# Where exactly do you put ear bows?



## MollyMuiMa (Oct 13, 2012)

I saw a video once that the groomer grabbed a bit of hair at the base of the top of the ear and TK and attached it there with a band...... I tried it with Molly and it worked, but she had too much TK for them to sit nicely!


----------



## kcp1227 (Jan 25, 2013)

I usually put them on a bit of hair at the top of the ear. I've recently seen some people put them after the ear leather and it looks adorable!

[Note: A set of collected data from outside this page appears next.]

// src/termination.rs
//
// Shutdown-trigger observation and the final drain-and-report sequence.
// The interrupt handler itself stays signal-safe by leaning entirely on
// tokio's self-pipe-backed tokio::signal::unix::signal: the code that runs
// "inside" the signal is ordinary async code, and it does nothing but latch
// a tokio::sync::watch value, exactly the §9 design note's portable
// recommendation (only the flag is touched from the trigger path; printing
// happens later from run_shutdown, on the Reporter's own task).

use tokio::signal::unix::{signal, SignalKind};
use tokio::sync::watch;
use tokio::time::Duration;

use crate::child_table::ChildTable;
use crate::clock::Clock;
use crate::log;
use crate::logger::LogLevel;
use crate::output::OutputSink;

/// Spawns the task that watches for a deadline elapsing or SIGINT arriving,
/// and returns the watch::Receiver the Reporter polls on each tick wait.
pub fn spawn_trigger_watcher(deadline_seconds: Option<u64>) -> watch::Receiver<bool> {
    let (tx, rx) = watch::channel(false);

    tokio::spawn(async move {
        let mut sigint = match signal(SignalKind::interrupt()) {
            Ok(s) => s,
            Err(e) => {
                log!(LogLevel::Error, "failed to install SIGINT handler: {}", e);
                return;
            }
        };

        match deadline_seconds {
            Some(secs) => {
                tokio::select! {
                    _ = sigint.recv() => {
                        log!(LogLevel::Info, "Signal Received - latching shutdown");
                    }
                    _ = tokio::time::sleep(Duration::from_secs(secs)) => {
                        log!(LogLevel::Info, "deadline elapsed - latching shutdown");
                    }
                }
            }
            None => {
                sigint.recv().await;
                log!(LogLevel::Info, "Signal Received - latching shutdown");
            }
        }

        let _ = tx.send(true);
    });

    rx
}

/// Drains the Child Table, printing the exact shutdown sequence spec.md
/// prescribes, and returns the total elapsed seconds for the caller to use
/// as its process exit accounting.
pub async fn run_shutdown(
    table: &ChildTable,
    clock: &dyn Clock,
    output: &OutputSink,
    start_time: u64,
) -> u64 {
    output.write_line(&format!("Terminating, {}", clock.wall_clock_now()));

    {
        let mut guard = table.lock().await;
        for record in guard.iter_mut() {
            if record.terminal_reported {
                continue;
            }
            if record.refresh_alive() {
                record.attempt_kill().await;
                record.terminal_reported = true;
                output.write_line(&format!("[{}] Terminated", record.index));
            } else {
                record.terminal_reported = true;
                output.write_line(&format!("[{}] Exited", record.index));
            }
        }
    }

    let total = clock.monotonic_seconds().saturating_sub(start_time);
    output.write_line(&format!("Exiting (total time: {} seconds)", total));
    total
}

#[cfg(test)]
mod tests {
    use super::*;
    use crate::child_table::ChildRecord;
    use crate::clock::WallClockReading;
    use std::sync::atomic::{AtomicU64, Ordering};

    struct FixedClock {
        seconds: AtomicU64,
    }

    impl Clock for FixedClock {
        fn monotonic_seconds(&self) -> u64 {
            self.seconds.load(Ordering::SeqCst)
        }
        fn wall_clock_now(&self) -> WallClockReading {
            WallClockReading {
                weekday: "Mon",
                month: "Jan",
                day: 1,
                year: 2026,
                hour12: 12,
                minute: 0,
                second: 0,
                am_pm: "AM",
            }
        }
    }

    #[tokio::test]
    async fn shutdown_kills_survivors_and_skips_placeholders() {
        let table = ChildTable::new();
        let child = tokio::process::Command::new("sleep")
            .arg("30")
            .spawn()
            .unwrap();
        let pid = child.id().unwrap();
        table
            .append(ChildRecord::launched(0, "sleep".into(), pid, child, 0))
            .await;
        table.append(ChildRecord::failed(1, String::new())).await;

        let clock = FixedClock {
            seconds: AtomicU64::new(5),
        };
        let output = OutputSink::stdout();
        let total = run_shutdown(&table, &clock, &output, 0).await;
        assert_eq!(total, 5);

        let guard = table.lock().await;
        assert!(!guard[0].alive);
        assert!(guard[0].terminal_reported);
        assert!(guard[1].terminal_reported);
    }

    #[tokio::test]
    async fn shutdown_does_not_double_report_an_already_reported_child() {
        let table = ChildTable::new();
        let mut record = ChildRecord::failed(0, "x".into());
        record.terminal_reported = true;
        table.append(record).await;

        let clock = FixedClock {
            seconds: AtomicU64::new(1),
        };
        let output = OutputSink::stdout();
        run_shutdown(&table, &clock, &output, 0).await;
        // no panic / no duplicate Exited line: the only observable
        // contract here is that the call completes without touching an
        // already-latched record's handle.
    }
}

Sent from Petguide.com Free App


----------



## kcp1227 (Jan 25, 2013)

Like this. Not actually on the leather. 


Sent from Petguide.com Free App


----------



## jcampbell0665 (Jun 2, 2013)

kcp1227 said:


> View attachment 65810
> 
> Like this. Not actually on the leather.
> 
> ...


Ooh...that is way cute!


Sent from Petguide.com Free App


----------



## Tiny Poodles (Jun 20, 2013)

kcp1227 said:


> View attachment 65810
> 
> Like this. Not actually on the leather.
> 
> ...


Oh, that's adorable - and also good for keeping their ear feather out of the mouth!
Thanks everyone!
Now I need some new bows - any favorite sources?


----------



## pinkteaji (Dec 7, 2012)

When my sister made Nova's bows, she had made the bow with a rubber/elastic thing (almost like those elastic hair ties covered in cloth) attached to it. It's not tight or puts stress on her ears. We merely slip her ears through the elastic circle that is attached to the ribbon. So, the elastic circle is small enough where it envelops the top of her ears firmly but it doesn't have any pressure (think of a bracelet that fits perfectly around your wrist). Also, her fluffy ear fluff keeps the bow in place. This is a picture of her and the bows.

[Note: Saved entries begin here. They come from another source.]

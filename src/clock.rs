// src/clock.rs
//
// Monotonic and wall-clock readers, split out as a trait seam (teacher's
// resource_monitor.rs reads the kernel surfaces directly; this crate mirrors
// that but keeps time behind a trait so Reporter/Termination tests can
// inject a fixed clock instead of racing real wall-clock seconds).

use std::time::Instant;

use chrono::{Datelike, Local, Timelike};

const MONTHS: [&str; 12] = [
    "Jan", "Feb", "Mar", "Apr", "May", "June", "July", "Aug", "Sept", "Oct", "Nov", "Dec",
];

const WEEKDAYS: [&str; 7] = ["Sun", "Mon", "Tue", "Wed", "Thu", "Fri", "Sat"];

/// A decomposed wall-clock reading, formatted the way the report/shutdown
/// lines need it (12-hour, non-zero-padded, with the source's exact month
/// spellings for June/July/Sept).
#[derive(Debug, Clone, Copy, PartialEq, Eq)]
pub struct WallClockReading {
    pub weekday: &'static str,
    pub month: &'static str,
    pub day: u32,
    pub year: i32,
    pub hour12: u32,
    pub minute: u32,
    pub second: u32,
    pub am_pm: &'static str,
}

impl std::fmt::Display for WallClockReading {
    fn fmt(&self, f: &mut std::fmt::Formatter<'_>) -> std::fmt::Result {
        write!(
            f,
            "{}, {} {}, {} {}:{}:{} {}",
            self.weekday,
            self.month,
            self.day,
            self.year,
            self.hour12,
            self.minute,
            self.second,
            self.am_pm
        )
    }
}

pub trait Clock: Send + Sync {
    /// Seconds since an arbitrary, monotonic epoch. Only differences between
    /// two readings are meaningful.
    fn monotonic_seconds(&self) -> u64;

    /// The current wall-clock time, decomposed for display.
    fn wall_clock_now(&self) -> WallClockReading;
}

pub struct SystemClock {
    start: Instant,
}

impl SystemClock {
    pub fn new() -> Self {
        SystemClock {
            start: Instant::now(),
        }
    }
}

impl Default for SystemClock {
    fn default() -> Self {
        Self::new()
    }
}

impl Clock for SystemClock {
    fn monotonic_seconds(&self) -> u64 {
        self.start.elapsed().as_secs()
    }

    fn wall_clock_now(&self) -> WallClockReading {
        let now = Local::now();
        let hour24 = now.hour();
        let (hour12, am_pm) = to_12_hour(hour24);
        WallClockReading {
            weekday: WEEKDAYS[now.weekday().num_days_from_sunday() as usize],
            month: MONTHS[(now.month0()) as usize],
            day: now.day(),
            year: now.year(),
            hour12,
            minute: now.minute(),
            second: now.second(),
            am_pm,
        }
    }
}

fn to_12_hour(hour24: u32) -> (u32, &'static str) {
    let am_pm = if hour24 < 12 { "AM" } else { "PM" };
    let hour12 = match hour24 % 12 {
        0 => 12,
        h => h,
    };
    (hour12, am_pm)
}

#[cfg(test)]
mod tests {
    use super::*;

    #[test]
    fn midnight_displays_as_twelve_am() {
        assert_eq!(to_12_hour(0), (12, "AM"));
    }

    #[test]
    fn noon_displays_as_twelve_pm() {
        assert_eq!(to_12_hour(12), (12, "PM"));
    }

    #[test]
    fn afternoon_hour_converts() {
        assert_eq!(to_12_hour(13), (1, "PM"));
    }

    #[test]
    fn month_spellings_match_source() {
        assert_eq!(MONTHS[5], "June");
        assert_eq!(MONTHS[6], "July");
        assert_eq!(MONTHS[8], "Sept");
    }

    #[test]
    fn monotonic_seconds_is_nondecreasing() {
        let clock = SystemClock::new();
        let a = clock.monotonic_seconds();
        let b = clock.monotonic_seconds();
        assert!(b >= a);
    }
}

Edit: Found better pictures. There is also one of Shelton wearing it haha he looks silly because he has no topknot.


----------



## Tiny Poodles (Jun 20, 2013)

I've always wanted to make bows - I hate spending a fortune on something that they only wear for a day or two - got to google and see if I can find some instructions on how to do it!


----------



## kcp1227 (Jan 25, 2013)

Davis makes a bow maker thing called a bow jig. I've been tempted to get it because my bows always look sorry, but I can't justify spending $25 on something that my father in law could make 


Sent from Petguide.com Free App


----------



## pinkteaji (Dec 7, 2012)

Oh definitely! Especially if you're signed up for coupons at places like Jo-Anns then sometimes you get an awesome deal for fabrics and then can make a whole bunch of bows with even 1 yard of fabric and it'll definitely be cheaper in the long run than buying one. 

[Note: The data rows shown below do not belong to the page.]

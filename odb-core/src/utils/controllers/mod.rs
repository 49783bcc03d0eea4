//! Module Exports
//!
//! This file exports the controllers that make up the teleop control loop.
//!
//! - `claw`: claw position stepping and per-servo offsets.
//! - `debounce`: button edge detection.
//! - `port`: hardware port trait and the PCA9685 implementation.
//! - `speed`: the three-level drive speed ladder.

pub mod claw;
pub mod debounce;
pub mod port;
pub mod speed;

use embassy_sync::blocking_mutex::raw::CriticalSectionRawMutex;
use serde::{Deserialize, Serialize};

use crate::utils::{
    config::{ConfigError, RobotConfig},
    math::{drive, rotation::FrameRotator},
};
use claw::ClawState;
use debounce::Debouncer;
pub use port::{DrivePort, Pca9685Port, PortError};
use speed::{SpeedLadder, SpeedLevel};

/// Channel used to receive gamepad samples, one per control cycle.
pub static GAMEPAD_CHANNEL: embassy_sync::channel::Channel<
    CriticalSectionRawMutex,
    GamepadSample,
    16,
> = embassy_sync::channel::Channel::new();

/// One sample of the driver's gamepad.
///
/// Sticks are in `[-1, 1]` with positive `left_stick_y` pointing forward;
/// triggers are in `[0, 1]`. Values are used as given, without validation.
#[derive(Debug, Clone, Copy, PartialEq, Default, Serialize, Deserialize)]
#[serde(default)]
pub struct GamepadSample {
    pub left_stick_x: f64,
    pub left_stick_y: f64,
    pub left_trigger: f64,
    pub right_trigger: f64,
    /// Speed up.
    pub a: bool,
    /// Speed down.
    pub b: bool,
    /// Open claw.
    pub left_bumper: bool,
    /// Close claw.
    pub right_bumper: bool,
    /// Reset claw.
    pub left_stick_button: bool,
}

/// Snapshot of one control cycle.
#[derive(Debug, Clone, Copy, PartialEq, Serialize)]
pub struct Telemetry {
    pub cycle: u64,
    pub speed_level: SpeedLevel,
    pub speed: f64,
    pub drive: drive::DriveCommand,
    pub claw: f64,
}

/// Driver-controlled loop: gamepad in, wheel powers and claw targets out.
pub struct TeleopController<P> {
    port: P,
    frame: FrameRotator,
    speed: SpeedLadder,
    claw: ClawState,
    speed_up: Debouncer,
    speed_down: Debouncer,
    cycle: u64,
}

impl<P> TeleopController<P>
where
    P: DrivePort,
{
    pub fn new(
        port: P,
        config: RobotConfig,
    ) -> Result<Self, ConfigError> {
        config.validate()?;
        Ok(TeleopController {
            port,
            frame: config.teleop_frame,
            speed: SpeedLadder::new(config.speed),
            claw: ClawState::new(config.claw),
            speed_up: Debouncer::new(config.debounce.speed_up),
            speed_down: Debouncer::new(config.debounce.speed_down),
            cycle: 0,
        })
    }

    /// Run one control cycle for `sample` and write the result to the port.
    ///
    /// The left trigger turns clockwise and the right trigger anticlockwise;
    /// either one overrides the stick. Every call consumes a cycle number, so
    /// a failed port write shows up as a gap in telemetry.
    pub fn step(
        &mut self,
        sample: &GamepadSample,
    ) -> Result<Telemetry, P::Error> {
        let increase = self.speed_up.update(sample.a);
        let decrease = self.speed_down.update(sample.b);
        let speed_level = self.speed.update(increase, decrease);

        let claw = self.claw.step(
            sample.left_bumper,
            sample.right_bumper,
            sample.left_stick_button,
        );

        let (x, y) = self.frame.apply(sample.left_stick_x, sample.left_stick_y);
        let command = drive::mix(
            x,
            y,
            sample.left_trigger,
            sample.right_trigger,
            self.speed.scale(),
        );

        let cycle = self.cycle;
        self.cycle += 1;

        self.port.set_wheel_powers(&command)?;
        self.port.set_claw(&self.claw.targets())?;

        let telemetry = Telemetry {
            cycle,
            speed_level,
            speed: self.speed.scale(),
            drive: command,
            claw,
        };
        tracing::debug!(?telemetry, "teleop cycle");
        Ok(telemetry)
    }

    /// Process samples from `GAMEPAD_CHANNEL` forever.
    pub async fn run(&mut self) -> ! {
        tracing::info!(speed = self.speed.scale(), "teleop started");
        loop {
            let sample = GAMEPAD_CHANNEL.receiver().receive().await;
            self.run_once(&sample);
        }
    }

    /// One `run` iteration: step, and stop the drive if the port failed.
    fn run_once(
        &mut self,
        sample: &GamepadSample,
    ) -> Option<Telemetry> {
        match self.step(sample) {
            Ok(telemetry) => Some(telemetry),
            Err(e) => {
                tracing::error!("teleop cycle failed: {:?}", e);
                if let Err(e) = self.port.stop() {
                    tracing::error!("failed to stop drive: {:?}", e);
                }
                None
            }
        }
    }

    pub fn port(&self) -> &P {
        &self.port
    }

    pub fn speed(&self) -> &SpeedLadder {
        &self.speed
    }

    pub fn claw(&self) -> &ClawState {
        &self.claw
    }
}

You should definitely look it up! My sister self-taught herself (she's the handy one in our family) like she does with anything. She literally just figured how to do it after having left over fabric from making Shelton's winter jacket. You can always play around with extra fabric you have at home (or old t-shirts and cut them up) and practice and see what's the best method for YOU (sewing, sewing machine, fabric glue, stapling LOL, etc). A hot glue gun also comes in handy for ppl like me who don't like to sew haha. My sister uses a sewing machine.


----------



## Tiny Poodles (Jun 20, 2013)

kcp1227 said:


> Davis makes a bow maker thing called a bow jig. I've been tempted to get it because my bows always look sorry, but I can't justify spending $25 on something that my father in law could make
> 
> 
> Sent from Petguide.com Free App


Oh wow - that looks really neat - my only reservation is that it looks like the smallest size would be 2", which would be a little large for my girls - if you father in-law ever goes into the business of making them - and makes a smaller one, let me know!


----------



## Poodlebeguiled (May 27, 2013)

Do boys wear bows? LOL. I think bows are so cute but I am hesitant to put them on the boys' ears. What does everyone do for boys? Maybe a camo pattered bow? Would that be macho enough? :act-up:


----------



## Tiny Poodles (Jun 20, 2013)

Poodlebeguiled said:


> Do boys wear bows? LOL. I think bows are so cute but I am hesitant to put them on the boys' ears. What does everyone do for boys? Maybe a camo pattered bow? Would that be macho enough? :act-up:


Well, I used to put blue bows on Taylee because I thought it was a good color on the black, but had to stop because EVERYONE would think that she was a boy, so I would say yes!


----------



## Poodlebeguiled (May 27, 2013)

LOL. They thought she was a boy? So, people must put bows on boys then. (?) LOL. I think blue _would_ look pretty on black.


----------



## Tiny Poodles (Jun 20, 2013)

Poodlebeguiled said:


> LOL. They thought she was a boy? So, people must put bows on boys then. (?) LOL. I think blue _would_ look pretty on black.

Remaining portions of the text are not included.